=== Goal of the exercise ===
Once you have read the entries, copy all of them exactly.

*** Entries supplied ***

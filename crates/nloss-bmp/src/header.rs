//! BMP file and info headers
//!
//! All multi-byte fields are little-endian.

use std::io::{self, Read, Write};

use byteorder::{LittleEndian, ReadBytesExt, WriteBytesExt};

use crate::BmpError;

/// "BM"
pub const BMP_SIGNATURE: [u8; 2] = *b"BM";

pub const FILE_HEADER_SIZE: u32 = 14;
pub const INFO_HEADER_SIZE: u32 = 40;

/// Offset of pixel data in files we write
pub const PIXEL_DATA_OFFSET: u32 = FILE_HEADER_SIZE + INFO_HEADER_SIZE;

pub const BITS_PER_PIXEL: u16 = 24;
pub const BYTES_PER_PIXEL: usize = 3;

/// 72 DPI
pub const DEFAULT_PIXELS_PER_METER: i32 = 2835;

/// Zero bytes appended to each row so its length is a multiple of four
pub fn row_padding(width: usize) -> usize {
    (4 - (width * BYTES_PER_PIXEL) % 4) % 4
}

/// Byte layout of the stored pixel data for an image of a given size
#[derive(Debug, Clone, Copy, PartialEq, Eq)]
pub struct BmpLayout {
    pub padding: usize,
    pub row_size: usize,
    pub data_size: usize,
    pub file_size: usize,
}

impl BmpLayout {
    pub fn new(width: usize, height: usize) -> Self {
        let padding = row_padding(width);
        let row_size = width * BYTES_PER_PIXEL + padding;
        let data_size = row_size * height;
        Self {
            padding,
            row_size,
            data_size,
            file_size: PIXEL_DATA_OFFSET as usize + data_size,
        }
    }
}

fn truncated(what: &'static str) -> impl Fn(io::Error) -> BmpError {
    move |_| BmpError::TruncatedData(what)
}

/// `BITMAPFILEHEADER`
#[derive(Debug, Clone, Copy, PartialEq, Eq)]
pub struct FileHeader {
    pub signature: [u8; 2],
    pub file_size: u32,
    pub reserved1: u16,
    pub reserved2: u16,
    pub data_offset: u32,
}

impl FileHeader {
    pub fn read<R: Read>(reader: &mut R) -> Result<Self, BmpError> {
        let err = truncated("file header");
        let mut signature = [0u8; 2];
        reader.read_exact(&mut signature).map_err(&err)?;
        let file_size = reader.read_u32::<LittleEndian>().map_err(&err)?;
        let reserved1 = reader.read_u16::<LittleEndian>().map_err(&err)?;
        let reserved2 = reader.read_u16::<LittleEndian>().map_err(&err)?;
        let data_offset = reader.read_u32::<LittleEndian>().map_err(&err)?;

        if signature != BMP_SIGNATURE {
            return Err(BmpError::BadSignature);
        }

        Ok(Self {
            signature,
            file_size,
            reserved1,
            reserved2,
            data_offset,
        })
    }

    pub fn write<W: Write>(&self, writer: &mut W) -> io::Result<()> {
        writer.write_all(&self.signature)?;
        writer.write_u32::<LittleEndian>(self.file_size)?;
        writer.write_u16::<LittleEndian>(self.reserved1)?;
        writer.write_u16::<LittleEndian>(self.reserved2)?;
        writer.write_u32::<LittleEndian>(self.data_offset)
    }
}

/// `BITMAPINFOHEADER`
#[derive(Debug, Clone, Copy, PartialEq, Eq)]
pub struct InfoHeader {
    pub size: u32,
    pub width: i32,
    /// Positive for bottom-up rows, negative for top-down
    pub height: i32,
    pub planes: u16,
    pub bits_per_pixel: u16,
    pub compression: u32,
    pub image_size: u32,
    pub x_pixels_per_meter: i32,
    pub y_pixels_per_meter: i32,
    pub colors_used: u32,
    pub colors_important: u32,
}

impl InfoHeader {
    /// Header for an uncompressed 24-bit bottom-up image
    pub fn rgb24(width: i32, height: i32, image_size: u32) -> Self {
        Self {
            size: INFO_HEADER_SIZE,
            width,
            height,
            planes: 1,
            bits_per_pixel: BITS_PER_PIXEL,
            compression: 0,
            image_size,
            x_pixels_per_meter: DEFAULT_PIXELS_PER_METER,
            y_pixels_per_meter: DEFAULT_PIXELS_PER_METER,
            colors_used: 0,
            colors_important: 0,
        }
    }

    pub fn read<R: Read>(reader: &mut R) -> Result<Self, BmpError> {
        let err = truncated("info header");
        Ok(Self {
            size: reader.read_u32::<LittleEndian>().map_err(&err)?,
            width: reader.read_i32::<LittleEndian>().map_err(&err)?,
            height: reader.read_i32::<LittleEndian>().map_err(&err)?,
            planes: reader.read_u16::<LittleEndian>().map_err(&err)?,
            bits_per_pixel: reader.read_u16::<LittleEndian>().map_err(&err)?,
            compression: reader.read_u32::<LittleEndian>().map_err(&err)?,
            image_size: reader.read_u32::<LittleEndian>().map_err(&err)?,
            x_pixels_per_meter: reader.read_i32::<LittleEndian>().map_err(&err)?,
            y_pixels_per_meter: reader.read_i32::<LittleEndian>().map_err(&err)?,
            colors_used: reader.read_u32::<LittleEndian>().map_err(&err)?,
            colors_important: reader.read_u32::<LittleEndian>().map_err(&err)?,
        })
    }

    pub fn write<W: Write>(&self, writer: &mut W) -> io::Result<()> {
        writer.write_u32::<LittleEndian>(self.size)?;
        writer.write_i32::<LittleEndian>(self.width)?;
        writer.write_i32::<LittleEndian>(self.height)?;
        writer.write_u16::<LittleEndian>(self.planes)?;
        writer.write_u16::<LittleEndian>(self.bits_per_pixel)?;
        writer.write_u32::<LittleEndian>(self.compression)?;
        writer.write_u32::<LittleEndian>(self.image_size)?;
        writer.write_i32::<LittleEndian>(self.x_pixels_per_meter)?;
        writer.write_i32::<LittleEndian>(self.y_pixels_per_meter)?;
        writer.write_u32::<LittleEndian>(self.colors_used)?;
        writer.write_u32::<LittleEndian>(self.colors_important)
    }

    pub fn is_top_down(&self) -> bool {
        self.height < 0
    }
}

*** End of Entries supplied ***

=== Answer to this exercise ===
filename crates/nloss-bmp/src/header.rs
//! BMP file and info headers
//!
//! All multi-byte fields are little-endian.

use std::io::{self, Read, Write};

use byteorder::{LittleEndian, ReadBytesExt, WriteBytesExt};

use crate::BmpError;

/// "BM"
pub const BMP_SIGNATURE: [u8; 2] = *b"BM";

pub const FILE_HEADER_SIZE: u32 = 14;
pub const INFO_HEADER_SIZE: u32 = 40;

/// Offset of pixel data in files we write
pub const PIXEL_DATA_OFFSET: u32 = FILE_HEADER_SIZE + INFO_HEADER_SIZE;

pub const BITS_PER_PIXEL: u16 = 24;
pub const BYTES_PER_PIXEL: usize = 3;

/// 72 DPI
pub const DEFAULT_PIXELS_PER_METER: i32 = 2835;

/// Zero bytes appended to each row so its length is a multiple of four
pub fn row_padding(width: usize) -> usize {
    (4 - (width * BYTES_PER_PIXEL) % 4) % 4
}

/// Byte layout of the stored pixel data for an image of a given size
#[derive(Debug, Clone, Copy, PartialEq, Eq)]
pub struct BmpLayout {
    pub padding: usize,
    pub row_size: usize,
    pub data_size: usize,
    pub file_size: usize,
}

impl BmpLayout {
    pub fn new(width: usize, height: usize) -> Self {
        let padding = row_padding(width);
        let row_size = width * BYTES_PER_PIXEL + padding;
        let data_size = row_size * height;
        Self {
            padding,
            row_size,
            data_size,
            file_size: PIXEL_DATA_OFFSET as usize + data_size,
        }
    }
}

fn truncated(what: &'static str) -> impl Fn(io::Error) -> BmpError {
    move |_| BmpError::TruncatedData(what)
}

/// `BITMAPFILEHEADER`
#[derive(Debug, Clone, Copy, PartialEq, Eq)]
pub struct FileHeader {
    pub signature: [u8; 2],
    pub file_size: u32,
    pub reserved1: u16,
    pub reserved2: u16,
    pub data_offset: u32,
}

impl FileHeader {
    pub fn read<R: Read>(reader: &mut R) -> Result<Self, BmpError> {
        let err = truncated("file header");
        let mut signature = [0u8; 2];
        reader.read_exact(&mut signature).map_err(&err)?;
        let file_size = reader.read_u32::<LittleEndian>().map_err(&err)?;
        let reserved1 = reader.read_u16::<LittleEndian>().map_err(&err)?;
        let reserved2 = reader.read_u16::<LittleEndian>().map_err(&err)?;
        let data_offset = reader.read_u32::<LittleEndian>().map_err(&err)?;

        if signature != BMP_SIGNATURE {
            return Err(BmpError::BadSignature);
        }

        Ok(Self {
            signature,
            file_size,
            reserved1,
            reserved2,
            data_offset,
        })
    }

    pub fn write<W: Write>(&self, writer: &mut W) -> io::Result<()> {
        writer.write_all(&self.signature)?;
        writer.write_u32::<LittleEndian>(self.file_size)?;
        writer.write_u16::<LittleEndian>(self.reserved1)?;
        writer.write_u16::<LittleEndian>(self.reserved2)?;
        writer.write_u32::<LittleEndian>(self.data_offset)
    }
}

/// `BITMAPINFOHEADER`
#[derive(Debug, Clone, Copy, PartialEq, Eq)]
pub struct InfoHeader {
    pub size: u32,
    pub width: i32,
    /// Positive for bottom-up rows, negative for top-down
    pub height: i32,
    pub planes: u16,
    pub bits_per_pixel: u16,
    pub compression: u32,
    pub image_size: u32,
    pub x_pixels_per_meter: i32,
    pub y_pixels_per_meter: i32,
    pub colors_used: u32,
    pub colors_important: u32,
}

impl InfoHeader {
    /// Header for an uncompressed 24-bit bottom-up image
    pub fn rgb24(width: i32, height: i32, image_size: u32) -> Self {
        Self {
            size: INFO_HEADER_SIZE,
            width,
            height,
            planes: 1,
            bits_per_pixel: BITS_PER_PIXEL,
            compression: 0,
            image_size,
            x_pixels_per_meter: DEFAULT_PIXELS_PER_METER,
            y_pixels_per_meter: DEFAULT_PIXELS_PER_METER,
            colors_used: 0,
            colors_important: 0,
        }
    }

    pub fn read<R: Read>(reader: &mut R) -> Result<Self, BmpError> {
        let err = truncated("info header");
        Ok(Self {
            size: reader.read_u32::<LittleEndian>().map_err(&err)?,
            width: reader.read_i32::<LittleEndian>().map_err(&err)?,
            height: reader.read_i32::<LittleEndian>().map_err(&err)?,
            planes: reader.read_u16::<LittleEndian>().map_err(&err)?,
            bits_per_pixel: reader.read_u16::<LittleEndian>().map_err(&err)?,
            compression: reader.read_u32::<LittleEndian>().map_err(&err)?,
            image_size: reader.read_u32::<LittleEndian>().map_err(&err)?,
            x_pixels_per_meter: reader.read_i32::<LittleEndian>().map_err(&err)?,
            y_pixels_per_meter: reader.read_i32::<LittleEndian>().map_err(&err)?,
            colors_used: reader.read_u32::<LittleEndian>().map_err(&err)?,
            colors_important: reader.read_u32::<LittleEndian>().map_err(&err)?,
        })
    }

    pub fn write<W: Write>(&self, writer: &mut W) -> io::Result<()> {
        writer.write_u32::<LittleEndian>(self.size)?;
        writer.write_i32::<LittleEndian>(self.width)?;
        writer.write_i32::<LittleEndian>(self.height)?;
        writer.write_u16::<LittleEndian>(self.planes)?;
        writer.write_u16::<LittleEndian>(self.bits_per_pixel)?;
        writer.write_u32::<LittleEndian>(self.compression)?;
        writer.write_u32::<LittleEndian>(self.image_size)?;
        writer.write_i32::<LittleEndian>(self.x_pixels_per_meter)?;
        writer.write_i32::<LittleEndian>(self.y_pixels_per_meter)?;
        writer.write_u32::<LittleEndian>(self.colors_used)?;
        writer.write_u32::<LittleEndian>(self.colors_important)
    }

    pub fn is_top_down(&self) -> bool {
        self.height < 0
    }
}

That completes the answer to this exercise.